The injury made headlines, was referred to as an “off-set accident” and forced a lengthy delay in the production of the fifth installment of the movie series. On the stand, Depp said he lied to doctors about what happened because he “didn’t want to disclose” it.
Meanwhile, audio recordings that Depp made of arguments with Heard indicate that she may well have punched or slapped him on multiple occasions, including one incident where she is heard apologizing for having done so.
Caught up in the #MeToo world of unsubstantiated gossip and rumor, Depp faces a difficult situation. He has never been charged, much less convicted of any crime, but he has been subjected to a partial blacklist due to his ex-wife’s comments. How does he, or anyone else, defend himself in this situation?
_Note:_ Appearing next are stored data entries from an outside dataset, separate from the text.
impl RelationshipService {
    pub fn new(
        store: Arc<dyn PairingStore>,
        guard: Arc<CapacityGuard>,
        dispatcher: NotificationDispatcher,
    ) -> Self {
        Self {
            store,
            guard,
            dispatcher,
        }
    }

    pub fn store(&self) -> &Arc<dyn PairingStore> {
        &self.store
    }

    pub fn guard(&self) -> &Arc<CapacityGuard> {
        &self.guard
    }

    pub fn dispatcher(&self) -> &NotificationDispatcher {
        &self.dispatcher
    }

    /// Ask `provider_id` for a relationship covering `subject_ids`.
    ///
    /// Creates a pending relationship, or replaces the subject set of the
    /// existing one for the pair. Repeating the identical request fails with
    /// `DuplicateRequest`.
    ///
    /// The capacity check runs before the existing pair is looked up, so at a
    /// full provider a subject change or an identical repeat of an accepted
    /// relationship fails with `CapacityExceeded` rather than being applied or
    /// reported as `DuplicateRequest`.
    #[tracing::instrument(
        skip(self, subject_ids),
        fields(requester_id = %requester_id, provider_id = %provider_id)
    )]
    pub async fn request_relationship(
        &self,
        requester_id: &UserId,
        provider_id: &UserId,
        subject_ids: impl IntoIterator<Item = SubjectId>,
    ) -> Result<RequestOutcome> {
        let subjects = validation::validate_request(requester_id, provider_id, subject_ids)?;
        let lock = self.guard.lock(provider_id).await;

        let requester = self.require_user(requester_id).await?;
        let provider = self.require_user(provider_id).await?;
        let profile = provider
            .provider_profile()
            .ok_or_else(|| TutorlinkError::RoleMismatch(provider_id.clone()))?;

        if let Some(subject) = profile.first_unoffered(&subjects) {
            return Err(TutorlinkError::SubjectNotOffered {
                subject: subject.clone(),
                provider_id: provider_id.clone(),
            });
        }

        let limit = profile.capacity_limit.get();
        if !CapacityGuard::can_accept(self.store.as_ref(), &lock, limit).await? {
            return Err(TutorlinkError::CapacityExceeded {
                provider_id: provider_id.clone(),
                limit,
            });
        }

        let existing = self
            .store
            .get_relationship_by_pair(requester_id, provider_id)
            .await?;
        let (outcome, relationship) = match existing {
            Some(existing) if existing.subjects == subjects => {
                return Err(TutorlinkError::DuplicateRequest(existing.id));
            }
            Some(mut existing) => {
                existing.subjects = subjects;
                let updated = self.store.update_relationship(existing).await?;
                (RequestOutcome::SubjectsUpdated, updated)
            }
            None => {
                let pending =
                    Relationship::pending(requester_id.clone(), provider_id.clone(), subjects);
                let created = self.store.insert_relationship(pending).await?;
                (RequestOutcome::Created, created)
            }
        };
        drop(lock);

        info!(relationship_id = %relationship.id, ?outcome, "Relationship requested");

        let kind = match outcome {
            RequestOutcome::Created => NotificationKind::NewRequest,
            RequestOutcome::SubjectsUpdated => NotificationKind::SubjectsChanged,
        };
        self.dispatcher.dispatch(
            Notification::new(kind, relationship.id, vec![Recipient::from(&provider)])
                .with_field("requester", Recipient::from(&requester))
                .with_field("subjects", &relationship.subjects),
        );

        Ok(outcome)
    }

    /// Validate a boundary-level request and submit it
    pub async fn submit_request(&self, input: RelationshipRequestInput) -> Result<RequestOutcome> {
        let request = input.validate()?;
        self.request_relationship(&request.requester_id, &request.provider_id, request.subjects)
            .await
    }

    /// Move a pending relationship to accepted, re-checking the provider's capacity
    #[tracing::instrument(skip(self), fields(relationship_id = %relationship_id))]
    pub async fn accept_relationship(&self, relationship_id: &RelationshipId) -> Result<()> {
        let provider_id = match self.store.get_relationship(relationship_id).await? {
            Some(relationship) if relationship.is_pending() => relationship.provider_id,
            _ => return Err(relationship_not_found(relationship_id)),
        };
        let lock = self.guard.lock(&provider_id).await;

        let mut relationship = match self.store.get_relationship(relationship_id).await? {
            Some(relationship) if relationship.is_pending() => relationship,
            _ => return Err(relationship_not_found(relationship_id)),
        };

        // A provider that lost the provider capability has no room at all
        let provider = self.store.get_user(&provider_id).await?;
        let limit = provider
            .as_ref()
            .and_then(User::provider_profile)
            .map_or(0, |profile| profile.capacity_limit.get());

        if !CapacityGuard::can_accept(self.store.as_ref(), &lock, limit).await? {
            return Err(TutorlinkError::CapacityExceeded { provider_id, limit });
        }

        relationship.status = RelationshipStatus::Accepted;
        let relationship = self.store.update_relationship(relationship).await?;
        drop(lock);

        info!(provider_id = %relationship.provider_id, "Relationship accepted");

        let requester = recipient_for(self.store.as_ref(), &relationship.requester_id).await;
        let provider = provider
            .as_ref()
            .map_or_else(|| Recipient::id_only(&provider_id), Recipient::from);
        self.dispatcher.dispatch(
            Notification::new(NotificationKind::Accepted, relationship.id, vec![requester])
                .with_field("provider", provider)
                .with_field("subjects", &relationship.subjects),
        );

        Ok(())
    }

    /// Provider declines a pending or accepted relationship
    #[tracing::instrument(skip(self, reason), fields(relationship_id = %relationship_id))]
    pub async fn reject_relationship(
        &self,
        relationship_id: &RelationshipId,
        reason: &str,
    ) -> Result<()> {
        let reason = validation::validate_reason(reason)?;
        let ended = self.terminate(relationship_id, Termination::Rejected).await?;

        info!("Relationship rejected");
        self.notify_requester(NotificationKind::Rejected, &ended, Some(reason))
            .await;
        Ok(())
    }

    /// Requester cancels a pending or accepted relationship
    #[tracing::instrument(skip(self), fields(relationship_id = %relationship_id))]
    pub async fn withdraw_relationship(&self, relationship_id: &RelationshipId) -> Result<()> {
        let ended = self
            .terminate(relationship_id, Termination::Withdrawn)
            .await?;

        info!("Relationship withdrawn");
        let provider = recipient_for(self.store.as_ref(), &ended.provider_id).await;
        let requester = recipient_for(self.store.as_ref(), &ended.requester_id).await;
        self.dispatcher.dispatch(
            Notification::new(NotificationKind::Withdrawn, ended.id, vec![provider])
                .with_field("requester", requester),
        );
        Ok(())
    }

    /// Provider ends a relationship
    #[tracing::instrument(skip(self, reason), fields(relationship_id = %relationship_id))]
    pub async fn remove_relationship(
        &self,
        relationship_id: &RelationshipId,
        reason: &str,
    ) -> Result<()> {
        let reason = validation::validate_reason(reason)?;
        let ended = self.terminate(relationship_id, Termination::Removed).await?;

        info!("Relationship removed");
        self.notify_requester(NotificationKind::Removed, &ended, Some(reason))
            .await;
        Ok(())
    }

    /// Remove every relationship of a provider.
    ///
    /// Each record is removed on its own under the provider lock. Records that
    /// fail stay in place and are reported through `PartialFailure`; the ones
    /// already removed are not restored. Returns the number removed.
    #[tracing::instrument(skip(self, reason), fields(provider_id = %provider_id))]
    pub async fn remove_all_relationships(
        &self,
        provider_id: &UserId,
        reason: &str,
    ) -> Result<usize> {
        validation::require_user_id(provider_id, "provider_id")?;
        let reason = validation::validate_reason(reason)?;
        self.require_user(provider_id).await?;

        let relationships = self
            .store
            .list_relationships(
                Some(RelationshipFilter::for_provider(provider_id.clone())),
                None,
                None,
            )
            .await?;

        let mut removed = 0;
        let mut failures = Vec::new();
        for relationship in relationships {
            match self.terminate(&relationship.id, Termination::Removed).await {
                Ok(ended) => {
                    removed += 1;
                    self.notify_requester(NotificationKind::Removed, &ended, Some(reason))
                        .await;
                }
                Err(TutorlinkError::NotFound(_)) => {
                    debug!(relationship_id = %relationship.id, "Relationship already gone");
                }
                Err(e) => {
                    warn!(relationship_id = %relationship.id, error = %e, "Failed to remove relationship");
                    failures.push(RemovalFailure {
                        relationship_id: relationship.id,
                        cause: e.to_string(),
                    });
                }
            }
        }

        if failures.is_empty() {
            info!(removed, "Removed all relationships");
            Ok(removed)
        } else {
            warn!(removed, failed = failures.len(), "Bulk removal partially failed");
            Err(TutorlinkError::PartialFailure { removed, failures })
        }
    }

    /// Relationships in which `user_id` is the requester
    pub async fn list_for_requester(&self, user_id: &UserId) -> Result<Vec<RelationshipSummary>> {
        self.list_for(user_id, Side::Requester).await
    }

    /// Relationships in which `user_id` is the provider
    pub async fn list_for_provider(&self, user_id: &UserId) -> Result<Vec<RelationshipSummary>> {
        self.list_for(user_id, Side::Provider).await
    }

    /// Fetch one relationship
    pub async fn get_relationship(&self, relationship_id: &RelationshipId) -> Result<Relationship> {
        self.store
            .get_relationship(relationship_id)
            .await?
            .ok_or_else(|| relationship_not_found(relationship_id))
    }

    async fn list_for(&self, user_id: &UserId, side: Side) -> Result<Vec<RelationshipSummary>> {
        validation::require_user_id(user_id, "user_id")?;
        self.require_user(user_id).await?;

        let filter = match side {
            Side::Requester => RelationshipFilter::for_requester(user_id.clone()),
            Side::Provider => RelationshipFilter::for_provider(user_id.clone()),
        };
        let relationships = self.store.list_relationships(Some(filter), None, None).await?;

        let mut counterparts: HashMap<UserId, Option<Counterpart>> = HashMap::new();
        let mut summaries = Vec::with_capacity(relationships.len());

        for relationship in relationships {
            let other_id = match side {
                Side::Requester => &relationship.provider_id,
                Side::Provider => &relationship.requester_id,
            };

            let counterpart = match counterparts.get(other_id) {
                Some(cached) => cached.clone(),
                None => {
                    let resolved = self
                        .store
                        .get_user(other_id)
                        .await?
                        .map(|user| Counterpart::from(&user));
                    counterparts.insert(other_id.clone(), resolved.clone());
                    resolved
                }
            };

            let Some(counterpart) = counterpart else {
                warn!(
                    relationship_id = %relationship.id,
                    counterpart_id = %other_id,
                    "Skipping relationship with unknown counterpart"
                );
                continue;
            };

            summaries.push(RelationshipSummary {
                id: relationship.id,
                status: relationship.status,
                counterpart,
                subjects: relationship.subjects.into_iter().collect(),
                created_on: relationship.created_on,
            });
        }

        summaries.sort_by(|a, b| {
            a.created_on
                .cmp(&b.created_on)
                .then_with(|| a.id.cmp(&b.id))
        });
        Ok(summaries)
    }

    /// Delete a relationship under its provider's lock and return the record
    async fn terminate(
        &self,
        relationship_id: &RelationshipId,
        cause: Termination,
    ) -> Result<Relationship> {
        let provider_id = self
            .store
            .get_relationship(relationship_id)
            .await?
            .ok_or_else(|| relationship_not_found(relationship_id))?
            .provider_id;
        let _lock = self.guard.lock(&provider_id).await;

        let current = self
            .store
            .get_relationship(relationship_id)
            .await?
            .ok_or_else(|| relationship_not_found(relationship_id))?;

        if !self.store.delete_relationship(relationship_id, cause).await? {
            return Err(relationship_not_found(relationship_id));
        }
        Ok(current)
    }

    async fn notify_requester(
        &self,
        kind: NotificationKind,
        relationship: &Relationship,
        reason: Option<&str>,
    ) {
        let requester = recipient_for(self.store.as_ref(), &relationship.requester_id).await;
        let provider = recipient_for(self.store.as_ref(), &relationship.provider_id).await;

        let mut notification = Notification::new(kind, relationship.id, vec![requester])
            .with_field("provider", provider);
        if let Some(reason) = reason {
            notification = notification.with_reason(reason);
        }
        self.dispatcher.dispatch(notification);
    }

    async fn require_user(&self, user_id: &UserId) -> Result<User> {
        self.store
            .get_user(user_id)
            .await?
            .ok_or_else(|| TutorlinkError::NotFound(format!("user {}", user_id)))
    }
}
The trial has brought the couple’s lives, and the celebrity culture in general, into the light of day. As Depp admitted on the stand, he has significant emotional issues. At one point during the confrontational episode in Australia, he said it was the closest he had ever come to a mental breakdown. These things, along with his history of drug and alcohol abuse, are being used by Heard’s defense team to undermine Depp’s credibility and further demonize him publicly.
Whatever his personal flaws, Johnny Depp is an immensely gifted actor. His talent and significance as an artist have been demonstrated for more than three decades in films such as Cry-Baby (John Waters, 1990), Edward Scissorhands (Tim Burton, 1990), Fear and Loathing in Las Vegas (Terry Gilliam, 1998), The Ninth Gate (Roman Polanski, 1999), Charlie and the Chocolate Factory (Burton, 2005), Waiting for the Barbarians (Ciro Guerra, 2019) and Minamata (Andrew Levitas, 2020).
Meanwhile, there is widespread public sympathy for him. Numerous hashtags on Twitter such as #JohnnyDeppIsInnocent and #JohnnyDeppDeservesJustice have been tweeted over the past few days. One such message said, “The thing is, Heard’s treatment of Depp HAS been known for years. It’s just that sexism, the media, MeToo movement & mainstream journalists buried it. He waited years to tell his side & to be listened to.”
Cross examination resumes on Monday. Amber Heard is scheduled to take the stand later in the trial, which is expected to last six weeks.